**Exercise instructions**
If a line in the entries contains the string "HallLayout", include that line in your answer.

------------------------------------

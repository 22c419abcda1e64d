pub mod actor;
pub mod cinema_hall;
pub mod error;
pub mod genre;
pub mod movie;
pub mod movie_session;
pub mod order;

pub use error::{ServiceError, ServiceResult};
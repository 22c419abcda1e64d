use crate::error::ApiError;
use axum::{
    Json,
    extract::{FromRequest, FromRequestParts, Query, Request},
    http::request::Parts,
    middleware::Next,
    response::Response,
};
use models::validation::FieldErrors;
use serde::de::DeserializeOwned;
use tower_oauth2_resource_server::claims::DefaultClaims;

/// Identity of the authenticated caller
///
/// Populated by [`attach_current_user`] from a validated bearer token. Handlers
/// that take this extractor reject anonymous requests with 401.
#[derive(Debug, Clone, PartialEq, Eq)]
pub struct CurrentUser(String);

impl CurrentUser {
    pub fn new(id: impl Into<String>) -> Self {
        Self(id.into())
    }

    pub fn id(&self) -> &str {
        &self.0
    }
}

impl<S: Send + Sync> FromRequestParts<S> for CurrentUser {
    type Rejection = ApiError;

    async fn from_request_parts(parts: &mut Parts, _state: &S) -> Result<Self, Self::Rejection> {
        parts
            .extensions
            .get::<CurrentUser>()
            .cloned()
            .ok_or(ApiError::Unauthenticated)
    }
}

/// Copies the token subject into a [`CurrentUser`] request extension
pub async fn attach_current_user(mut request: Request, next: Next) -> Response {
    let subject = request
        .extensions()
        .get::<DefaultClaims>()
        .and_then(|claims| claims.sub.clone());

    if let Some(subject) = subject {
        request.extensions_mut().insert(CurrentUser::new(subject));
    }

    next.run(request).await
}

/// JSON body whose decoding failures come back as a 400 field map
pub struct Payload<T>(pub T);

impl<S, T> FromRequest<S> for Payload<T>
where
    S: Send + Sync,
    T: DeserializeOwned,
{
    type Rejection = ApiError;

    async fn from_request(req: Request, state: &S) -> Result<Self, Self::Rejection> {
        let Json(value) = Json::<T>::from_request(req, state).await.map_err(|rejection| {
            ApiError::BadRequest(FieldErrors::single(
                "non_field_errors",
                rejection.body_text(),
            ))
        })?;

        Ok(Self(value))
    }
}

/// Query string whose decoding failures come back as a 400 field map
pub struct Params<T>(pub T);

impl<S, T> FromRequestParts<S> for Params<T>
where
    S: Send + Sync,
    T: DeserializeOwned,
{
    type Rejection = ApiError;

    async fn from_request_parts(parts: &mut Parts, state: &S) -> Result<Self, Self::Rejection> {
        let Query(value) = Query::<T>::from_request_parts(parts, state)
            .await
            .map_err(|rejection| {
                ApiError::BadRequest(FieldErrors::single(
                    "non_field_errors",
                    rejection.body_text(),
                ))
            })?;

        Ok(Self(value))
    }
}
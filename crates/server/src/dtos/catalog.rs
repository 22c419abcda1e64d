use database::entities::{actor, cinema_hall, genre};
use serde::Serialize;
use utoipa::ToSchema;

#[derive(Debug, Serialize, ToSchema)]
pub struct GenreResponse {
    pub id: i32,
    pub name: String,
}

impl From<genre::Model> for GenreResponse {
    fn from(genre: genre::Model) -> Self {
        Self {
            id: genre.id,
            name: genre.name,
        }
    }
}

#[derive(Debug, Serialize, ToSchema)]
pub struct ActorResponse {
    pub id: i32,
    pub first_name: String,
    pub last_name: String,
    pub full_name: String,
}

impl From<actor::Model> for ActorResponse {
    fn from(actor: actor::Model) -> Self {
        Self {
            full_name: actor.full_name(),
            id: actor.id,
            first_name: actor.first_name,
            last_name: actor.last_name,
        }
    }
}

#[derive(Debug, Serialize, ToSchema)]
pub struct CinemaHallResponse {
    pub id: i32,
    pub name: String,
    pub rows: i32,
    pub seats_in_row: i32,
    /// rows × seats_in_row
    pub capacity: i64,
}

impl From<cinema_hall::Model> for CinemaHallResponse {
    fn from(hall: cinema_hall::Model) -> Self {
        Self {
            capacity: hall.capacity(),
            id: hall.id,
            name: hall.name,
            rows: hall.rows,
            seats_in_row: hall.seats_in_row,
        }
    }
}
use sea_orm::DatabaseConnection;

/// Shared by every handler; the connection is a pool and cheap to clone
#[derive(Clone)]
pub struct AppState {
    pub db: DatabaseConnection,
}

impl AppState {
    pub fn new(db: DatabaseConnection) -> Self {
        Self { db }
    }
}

------------------------------------

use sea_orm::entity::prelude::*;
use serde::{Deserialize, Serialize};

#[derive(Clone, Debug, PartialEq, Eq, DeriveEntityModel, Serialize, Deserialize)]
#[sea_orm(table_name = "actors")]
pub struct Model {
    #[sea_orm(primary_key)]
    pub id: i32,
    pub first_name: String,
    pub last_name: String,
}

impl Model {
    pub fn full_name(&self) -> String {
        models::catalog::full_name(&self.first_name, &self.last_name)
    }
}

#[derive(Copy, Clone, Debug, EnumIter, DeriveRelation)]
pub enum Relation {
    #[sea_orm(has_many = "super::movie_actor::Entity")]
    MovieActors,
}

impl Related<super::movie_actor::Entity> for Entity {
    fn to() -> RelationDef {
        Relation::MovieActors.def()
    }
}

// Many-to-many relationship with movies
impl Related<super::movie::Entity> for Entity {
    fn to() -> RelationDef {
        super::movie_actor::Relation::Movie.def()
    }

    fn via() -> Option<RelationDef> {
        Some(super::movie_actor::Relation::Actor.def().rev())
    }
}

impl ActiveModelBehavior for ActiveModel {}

------------------------------------

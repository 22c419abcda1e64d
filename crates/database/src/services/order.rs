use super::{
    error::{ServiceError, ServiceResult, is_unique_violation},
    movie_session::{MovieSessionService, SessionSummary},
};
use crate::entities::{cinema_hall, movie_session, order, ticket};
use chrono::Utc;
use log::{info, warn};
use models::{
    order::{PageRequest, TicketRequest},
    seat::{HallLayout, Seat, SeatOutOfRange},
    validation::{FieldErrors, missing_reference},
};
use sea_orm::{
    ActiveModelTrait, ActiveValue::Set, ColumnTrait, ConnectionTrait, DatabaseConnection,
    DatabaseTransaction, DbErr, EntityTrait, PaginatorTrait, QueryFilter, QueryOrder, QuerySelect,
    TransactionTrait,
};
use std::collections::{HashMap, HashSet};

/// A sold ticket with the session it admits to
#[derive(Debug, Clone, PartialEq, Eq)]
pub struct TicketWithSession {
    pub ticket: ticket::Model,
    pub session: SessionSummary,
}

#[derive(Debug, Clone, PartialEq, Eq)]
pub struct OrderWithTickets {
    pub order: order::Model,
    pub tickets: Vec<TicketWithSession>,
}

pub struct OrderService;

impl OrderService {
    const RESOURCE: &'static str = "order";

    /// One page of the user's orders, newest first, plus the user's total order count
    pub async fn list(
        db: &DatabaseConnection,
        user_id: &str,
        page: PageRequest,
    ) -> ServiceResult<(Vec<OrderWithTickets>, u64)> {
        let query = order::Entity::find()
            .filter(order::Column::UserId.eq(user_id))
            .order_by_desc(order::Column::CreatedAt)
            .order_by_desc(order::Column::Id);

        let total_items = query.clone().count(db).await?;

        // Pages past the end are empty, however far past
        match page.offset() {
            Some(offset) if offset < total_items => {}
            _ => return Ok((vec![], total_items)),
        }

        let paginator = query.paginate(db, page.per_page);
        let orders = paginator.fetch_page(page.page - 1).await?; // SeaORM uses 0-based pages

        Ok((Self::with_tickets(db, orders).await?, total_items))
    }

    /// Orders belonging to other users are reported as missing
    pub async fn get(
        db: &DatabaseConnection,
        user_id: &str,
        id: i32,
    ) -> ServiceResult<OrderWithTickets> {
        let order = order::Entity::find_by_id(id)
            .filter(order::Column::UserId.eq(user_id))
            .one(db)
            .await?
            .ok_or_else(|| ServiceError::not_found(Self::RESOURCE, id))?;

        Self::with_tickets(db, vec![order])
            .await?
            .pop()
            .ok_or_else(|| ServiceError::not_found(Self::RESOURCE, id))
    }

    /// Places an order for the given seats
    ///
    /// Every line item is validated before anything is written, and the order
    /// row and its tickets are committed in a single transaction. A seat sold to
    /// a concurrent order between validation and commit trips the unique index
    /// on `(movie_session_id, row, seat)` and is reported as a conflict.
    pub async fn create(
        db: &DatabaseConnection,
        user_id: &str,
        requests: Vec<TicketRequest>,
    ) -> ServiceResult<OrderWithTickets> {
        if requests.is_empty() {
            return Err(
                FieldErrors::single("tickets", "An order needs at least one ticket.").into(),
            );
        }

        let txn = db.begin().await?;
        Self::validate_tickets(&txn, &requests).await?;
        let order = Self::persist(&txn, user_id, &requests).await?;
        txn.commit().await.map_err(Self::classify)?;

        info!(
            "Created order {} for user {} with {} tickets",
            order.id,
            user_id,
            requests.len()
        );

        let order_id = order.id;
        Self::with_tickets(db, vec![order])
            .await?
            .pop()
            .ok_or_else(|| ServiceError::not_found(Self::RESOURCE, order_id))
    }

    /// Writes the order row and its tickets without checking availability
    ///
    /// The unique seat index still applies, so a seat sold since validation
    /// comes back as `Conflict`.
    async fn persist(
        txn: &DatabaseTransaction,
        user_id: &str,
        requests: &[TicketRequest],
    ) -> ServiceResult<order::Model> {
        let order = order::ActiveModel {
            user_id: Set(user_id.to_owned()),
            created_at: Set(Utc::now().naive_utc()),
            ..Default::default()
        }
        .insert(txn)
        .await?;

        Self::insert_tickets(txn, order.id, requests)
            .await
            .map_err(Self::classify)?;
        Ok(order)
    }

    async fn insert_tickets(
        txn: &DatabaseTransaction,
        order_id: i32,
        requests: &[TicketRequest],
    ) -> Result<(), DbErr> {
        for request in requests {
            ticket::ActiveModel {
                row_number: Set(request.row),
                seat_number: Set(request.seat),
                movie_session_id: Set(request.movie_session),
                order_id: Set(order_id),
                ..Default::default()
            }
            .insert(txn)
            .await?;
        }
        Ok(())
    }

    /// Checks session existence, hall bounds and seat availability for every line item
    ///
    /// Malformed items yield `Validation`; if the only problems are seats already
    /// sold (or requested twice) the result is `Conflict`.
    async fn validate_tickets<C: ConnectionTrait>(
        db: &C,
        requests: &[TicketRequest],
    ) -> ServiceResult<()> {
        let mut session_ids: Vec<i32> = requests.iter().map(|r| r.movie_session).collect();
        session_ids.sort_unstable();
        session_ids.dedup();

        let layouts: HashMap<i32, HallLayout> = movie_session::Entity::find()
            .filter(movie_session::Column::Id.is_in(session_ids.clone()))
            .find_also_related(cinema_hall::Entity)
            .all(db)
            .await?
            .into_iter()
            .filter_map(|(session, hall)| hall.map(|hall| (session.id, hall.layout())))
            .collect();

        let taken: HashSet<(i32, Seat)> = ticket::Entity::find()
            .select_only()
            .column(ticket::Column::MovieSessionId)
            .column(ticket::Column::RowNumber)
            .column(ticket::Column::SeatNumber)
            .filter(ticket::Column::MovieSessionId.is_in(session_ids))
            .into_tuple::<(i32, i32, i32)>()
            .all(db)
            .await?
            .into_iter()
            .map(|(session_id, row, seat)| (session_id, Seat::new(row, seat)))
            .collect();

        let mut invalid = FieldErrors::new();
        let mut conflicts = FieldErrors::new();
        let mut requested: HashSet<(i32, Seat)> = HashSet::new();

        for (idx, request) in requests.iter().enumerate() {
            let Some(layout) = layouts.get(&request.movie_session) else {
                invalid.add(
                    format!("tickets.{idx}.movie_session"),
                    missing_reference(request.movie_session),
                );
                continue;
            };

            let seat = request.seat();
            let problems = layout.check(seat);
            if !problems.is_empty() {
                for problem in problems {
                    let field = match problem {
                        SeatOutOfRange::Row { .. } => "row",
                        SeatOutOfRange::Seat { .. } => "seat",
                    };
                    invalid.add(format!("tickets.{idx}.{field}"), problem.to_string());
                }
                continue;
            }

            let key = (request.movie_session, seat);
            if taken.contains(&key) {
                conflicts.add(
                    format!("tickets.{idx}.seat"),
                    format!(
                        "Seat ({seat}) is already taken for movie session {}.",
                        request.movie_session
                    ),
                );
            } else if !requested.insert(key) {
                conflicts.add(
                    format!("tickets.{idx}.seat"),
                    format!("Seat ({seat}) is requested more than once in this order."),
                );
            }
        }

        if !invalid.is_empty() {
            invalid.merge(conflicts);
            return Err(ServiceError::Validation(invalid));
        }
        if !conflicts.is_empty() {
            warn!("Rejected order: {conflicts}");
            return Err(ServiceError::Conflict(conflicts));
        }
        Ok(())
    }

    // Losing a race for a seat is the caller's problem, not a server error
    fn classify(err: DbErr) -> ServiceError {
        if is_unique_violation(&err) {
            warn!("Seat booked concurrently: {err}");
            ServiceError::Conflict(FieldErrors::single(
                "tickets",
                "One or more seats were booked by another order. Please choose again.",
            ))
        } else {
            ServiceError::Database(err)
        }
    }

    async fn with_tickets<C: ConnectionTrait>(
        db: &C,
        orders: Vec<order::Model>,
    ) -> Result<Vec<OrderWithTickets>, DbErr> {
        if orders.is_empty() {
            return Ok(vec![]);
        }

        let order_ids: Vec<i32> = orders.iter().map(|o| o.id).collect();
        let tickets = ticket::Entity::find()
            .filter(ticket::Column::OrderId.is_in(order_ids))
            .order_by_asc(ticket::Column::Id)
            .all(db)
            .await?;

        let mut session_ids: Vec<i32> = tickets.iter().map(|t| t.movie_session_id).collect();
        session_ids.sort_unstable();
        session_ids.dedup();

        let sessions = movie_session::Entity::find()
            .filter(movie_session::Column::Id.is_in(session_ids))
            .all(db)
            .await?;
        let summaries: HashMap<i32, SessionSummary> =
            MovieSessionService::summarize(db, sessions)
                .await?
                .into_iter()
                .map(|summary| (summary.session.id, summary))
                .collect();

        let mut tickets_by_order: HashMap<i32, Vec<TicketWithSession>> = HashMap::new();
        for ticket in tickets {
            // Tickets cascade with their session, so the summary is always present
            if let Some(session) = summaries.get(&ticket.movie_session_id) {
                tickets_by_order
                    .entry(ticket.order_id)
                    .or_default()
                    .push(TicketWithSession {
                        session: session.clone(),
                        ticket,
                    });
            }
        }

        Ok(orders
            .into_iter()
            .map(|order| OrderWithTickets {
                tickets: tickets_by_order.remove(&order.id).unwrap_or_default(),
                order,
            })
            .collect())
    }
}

------------------------------------

**Response for this exercise**
    seat::{HallLayout, Seat, SeatOutOfRange},
        let layouts: HashMap<i32, HallLayout> = movie_session::Entity::find()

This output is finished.